PROBLEM TO SOLVE
Report how many lines in the records that follow have the word "CreateSecretArgs" in them, giving the number and nothing more.

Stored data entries

//! JSON-RPC over HTTP
//!
//! A client transport, the server side request handler with GET translation and streamed
//! responses, a host server and the bearer token (JWT) gate for privileged endpoints.

mod auth;
mod client;
mod codec;
mod context;
mod dispatch;
pub mod error;
mod handler;
mod middleware;
mod rpc;
mod stream;
mod translate;

pub use auth::{check_jwt_secret, AuthError, Claims, JwtSecret, JwtValidator, SecretError};
pub use client::{BatchElem, Client, HttpConn};
pub use codec::ServerCodec;
pub use context::{ConnectionInfo, RequestContext};
pub use dispatch::{Dispatcher, ErrorResponse, MethodRegistry, MethodResult, RegistryError};
pub use handler::{validate_request, HttpServerCodec, HttpServerConfig, Rejection, RpcHandler};
pub use middleware::{JwtAuth, JwtAuthLayer};
pub use rpc::{JsonRpcServer, ServerHandle};
pub use stream::{JsonStream, ResponseWriter, SharedWriter};
pub use translate::translate_get;
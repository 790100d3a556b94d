use conduit_metrics::label::LabelValue;
use dirs::home_dir;
use expanded_pathbuf::ExpandedPathBuf;
use pin_utils::pin_mut;
use std::{future::Future, time::Duration};
use tracing::info;

/// Unwrap path or returns home directory
pub fn unwrap_path_or_home(path: Option<ExpandedPathBuf>) -> eyre::Result<ExpandedPathBuf> {
    if let Some(path) = path {
        Ok(path)
    } else {
        home_dir()
            .map(|h| h.join(".conduit"))
            .ok_or_else(|| eyre::eyre!("Get Home directory error"))
            .map(ExpandedPathBuf)
    }
}

/// Parses a duration given in seconds
pub fn parse_duration(duration: &str) -> Result<Duration, String> {
    let seconds: u64 = duration
        .parse()
        .map_err(|_| format!("{duration} must be unsigned int"))?;
    Ok(Duration::from_secs(seconds))
}

pub fn parse_label_value(label_value: &str) -> Result<LabelValue, String> {
    label_value.parse()
}

/// Runs the future to completion or until:
/// - `ctrl-c` is received.
/// - `SIGTERM` is received (unix only).
pub async fn run_until_ctrl_c<F, E>(fut: F) -> Result<(), E>
where
    F: Future<Output = Result<(), E>>,
    E: Send + Sync + 'static + From<std::io::Error>,
{
    let ctrl_c = tokio::signal::ctrl_c();

    let mut stream = tokio::signal::unix::signal(tokio::signal::unix::SignalKind::terminate())?;
    let sigterm = stream.recv();
    pin_mut!(sigterm, ctrl_c, fut);

    tokio::select! {
        _ = ctrl_c => {
            info!("Received ctrl-c signal.");
        },
        _ = sigterm => {
            info!("Received SIGTERM signal.");
        },
        res = fut => res?,
    }

    Ok(())
}
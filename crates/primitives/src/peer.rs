use serde::{Deserialize, Serialize};

/// Metadata about the caller of a request, attached to the request-scoped context.
#[derive(Debug, Clone, Default, PartialEq, Eq, Serialize, Deserialize)]
pub struct PeerInfo {
    /// Name of the transport the request arrived on, e.g. `http`.
    pub transport: String,
    /// Address of the remote end, empty when unknown.
    pub remote_addr: String,
    /// Set for HTTP requests only.
    pub http: HttpInfo,
}

/// HTTP specific peer metadata.
#[derive(Debug, Clone, Default, PartialEq, Eq, Serialize, Deserialize)]
pub struct HttpInfo {
    /// Protocol version, e.g. `HTTP/1.1`.
    pub version: String,
    /// Value of the Host header (or the request URI authority).
    pub host: String,
    /// Value of the Origin header.
    pub origin: String,
    /// Value of the User-Agent header.
    pub user_agent: String,
}
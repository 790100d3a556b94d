use super::args::{AuthRpcArgs, CallArgs, CreateSecretArgs, MetricsArgs, RpcArgs};
use crate::node::{call, create_secret, launch_auth_rpc, launch_http_rpc, launch_metrics};
use clap::Parser;
use std::future::pending;

/// Start the JSON-RPC servers
#[derive(Debug, Parser)]
pub struct NodeCommand {
    /// All RPC args
    #[clap(flatten)]
    rpc: RpcArgs,

    /// Authenticated RPC args
    #[clap(flatten)]
    authrpc: AuthRpcArgs,

    /// Metrics args
    #[clap(flatten)]
    metrics: MetricsArgs,
}

impl NodeCommand {
    /// Execute the command
    pub async fn execute(self) -> eyre::Result<()> {
        launch_metrics(&self.metrics)?;

        let _http = launch_http_rpc(&self.rpc).await?;
        let _auth = if self.authrpc.authrpc {
            Some(launch_auth_rpc(&self.authrpc, &self.rpc).await?)
        } else {
            None
        };

        pending::<eyre::Result<()>>().await
    }
}

/// Call a method on a JSON-RPC endpoint
#[derive(Debug, Parser)]
pub struct CallCommand {
    #[clap(flatten)]
    call: CallArgs,
}

impl CallCommand {
    /// Execute the command
    pub async fn execute(self) -> eyre::Result<()> {
        let result = call(self.call).await?;
        println!("{}", serde_json::to_string_pretty(&result)?);
        Ok(())
    }
}

/// Create the JWT secret
#[derive(Debug, Parser)]
pub struct CreateSecretCommand {
    #[clap(flatten)]
    create_secret: CreateSecretArgs,
}

impl CreateSecretCommand {
    /// Execute the command
    pub fn execute(self) -> eyre::Result<()> {
        create_secret(self.create_secret)
    }
}
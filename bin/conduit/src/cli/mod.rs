use crate::utils::run_until_ctrl_c;
use clap::{value_parser, Parser, Subcommand};

pub mod args;
pub mod commands;

/// The main Conduit CLI interface
#[derive(Debug, Parser)]
#[command(author, version, about = "Conduit", long_about = None)]
pub struct Cli {
    /// The command to execute
    #[clap(subcommand)]
    command: Commands,

    /// The verbosity level
    #[clap(
        long,
        short,
        global = true,
        default_value_t = 2,
        value_parser = value_parser!(u8).range(..=4)
    )]
    verbosity: u8,
}

impl Cli {
    /// Get the log level based on the verbosity level
    pub fn get_log_level(&self) -> String {
        match self.verbosity {
            0 => "error",
            1 => "warn",
            2 => "info",
            3 => "debug",
            _ => "trace",
        }
        .into()
    }
}

/// Commands to be executed
#[derive(Debug, Subcommand)]
pub enum Commands {
    /// Start the JSON-RPC servers (public HTTP endpoint, optional authenticated endpoint, metrics)
    #[command(name = "node")]
    Node(Box<commands::NodeCommand>),

    /// Call a method on a JSON-RPC endpoint and print the result
    #[command(name = "call")]
    Call(commands::CallCommand),

    /// Create the hex encoded JWT secret for the authenticated endpoint
    #[command(name = "create-secret")]
    CreateSecret(commands::CreateSecretCommand),
}

pub fn run() -> eyre::Result<()> {
    let cli = Cli::parse();

    let rust_log = match std::env::var("RUST_LOG") {
        Ok(val) => format!("{val},conduit={}", cli.get_log_level()),
        Err(_) => format!("conduit={}", cli.get_log_level()),
    };
    std::env::set_var("RUST_LOG", rust_log);
    tracing_subscriber::fmt::init();

    let rt = tokio::runtime::Builder::new_multi_thread()
        .enable_all()
        .build()?;

    let task = async move {
        match cli.command {
            Commands::Node(command) => command.execute().await,
            Commands::Call(command) => command.execute().await,
            Commands::CreateSecret(command) => command.execute(),
        }
    };

    rt.block_on(run_until_ctrl_c(task))
}
//! GET request translation.
//!
//! A bodiless GET is turned into a synthetic single call, following
//! https://www.jsonrpc.org/historical/json-rpc-over-http.html#encoded-parameters
//! The `params` value may be base64 (URL-safe or standard alphabet) or plain escaped text.

use base64::{
    engine::general_purpose::{STANDARD, URL_SAFE},
    Engine,
};
use conduit_primitives::{constants::http::DEFAULT_GET_REQUEST_ID, Message};
use percent_encoding::percent_decode;
use serde_json::Value;
use url::form_urlencoded;

/// Build the call described by the query string of a GET request.
///
/// # Arguments
/// * `query: &str` - The raw query string, without the leading `?`.
///
/// # Returns
/// * `Message` - A call with a string id (`"1"` when absent) and the decoded params, if any.
pub fn translate_get(query: &str) -> Message {
    let mut method = None;
    let mut id = None;
    let mut params = None;
    for (key, value) in form_urlencoded::parse(query.as_bytes()) {
        match key.as_ref() {
            "method" if method.is_none() => method = Some(value.into_owned()),
            "id" if id.is_none() => id = Some(value.into_owned()),
            "params" if params.is_none() => params = Some(value.into_owned()),
            _ => {}
        }
    }

    let id = id
        .filter(|id| !id.is_empty())
        .unwrap_or_else(|| DEFAULT_GET_REQUEST_ID.to_string());
    let params = params
        .and_then(|raw| query_unescape(&raw))
        .and_then(|raw| decode_params(&raw));
    Message::request(Value::String(id), method.unwrap_or_default(), params)
}

/// Decode the params payload: base64 first, raw bytes otherwise. Valid JSON is taken as is,
/// anything else is carried as a JSON string. An empty payload means no params.
fn decode_params(raw: &[u8]) -> Option<Value> {
    let payload = URL_SAFE
        .decode(raw)
        .or_else(|_| STANDARD.decode(raw))
        .unwrap_or_else(|_| raw.to_vec());
    if payload.is_empty() {
        return None;
    }
    Some(
        serde_json::from_slice(&payload)
            .unwrap_or_else(|_| Value::String(String::from_utf8_lossy(&payload).into_owned())),
    )
}

/// Second unescape pass over an already decoded query value. Malformed escapes drop the value.
fn query_unescape(value: &str) -> Option<Vec<u8>> {
    let bytes = value.as_bytes();
    for (i, b) in bytes.iter().enumerate() {
        if *b == b'%'
            && !(bytes.get(i + 1).is_some_and(u8::is_ascii_hexdigit)
                && bytes.get(i + 2).is_some_and(u8::is_ascii_hexdigit))
        {
            return None;
        }
    }
    let plus_decoded = value.replace('+', " ");
    Some(percent_decode(plus_decoded.as_bytes()).collect())
}

#[cfg(test)]
mod tests {
    use super::*;
    use serde_json::json;

    #[test]
    fn base64_params_and_explicit_id() {
        let msg = translate_get("method=eth_blockNumber&id=7&params=WyJsYXRlc3QiXQ==");
        assert_eq!(msg.method.as_deref(), Some("eth_blockNumber"));
        assert_eq!(msg.id, Some(json!("7")));
        assert_eq!(msg.params, Some(json!(["latest"])));
        assert_eq!(msg.jsonrpc.as_deref(), Some("2.0"));
    }

    #[test]
    fn standard_alphabet_fallback() {
        // a '+' only survives both unescape passes when escaped twice
        let encoded = STANDARD.encode(br#"[">>>"]"#);
        assert!(encoded.contains('+'));
        let query = format!("method=m&params={}", encoded.replace('+', "%252B"));
        assert_eq!(translate_get(&query).params, Some(json!([">>>"])));
    }

    #[test]
    fn defaults_without_id_or_params() {
        let msg = translate_get("method=net_version");
        assert_eq!(msg.id, Some(json!("1")));
        assert_eq!(msg.params, None);

        let msg = translate_get("method=net_version&id=&params=");
        assert_eq!(msg.id, Some(json!("1")));
        assert_eq!(msg.params, None);
    }

    #[test]
    fn plain_and_double_escaped_params() {
        let msg = translate_get("method=eth_getBalance&params=%5B%22latest%22%5D");
        assert_eq!(msg.params, Some(json!(["latest"])));

        let msg = translate_get("method=eth_getBalance&params=%255B1%252C2%255D");
        assert_eq!(msg.params, Some(json!([1, 2])));
    }

    #[test]
    fn non_json_params_become_a_string() {
        let msg = translate_get("method=echo&params=hello%20world");
        assert_eq!(msg.params, Some(json!("hello world")));
    }

    #[test]
    fn malformed_escape_drops_params() {
        let msg = translate_get("method=echo&params=%25zz");
        assert_eq!(msg.params, None);
    }

    #[test]
    fn missing_method_is_empty() {
        let msg = translate_get("id=3");
        assert_eq!(msg.method.as_deref(), Some(""));
        assert_eq!(msg.id, Some(json!("3")));
    }
}
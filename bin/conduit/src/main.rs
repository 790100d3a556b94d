fn main() {
    if let Err(err) = conduit::cli::run() {
        eprintln!("Error: {err:?}");
        std::process::exit(1);
    }
}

ANSWER TO THIS PROBLEM
2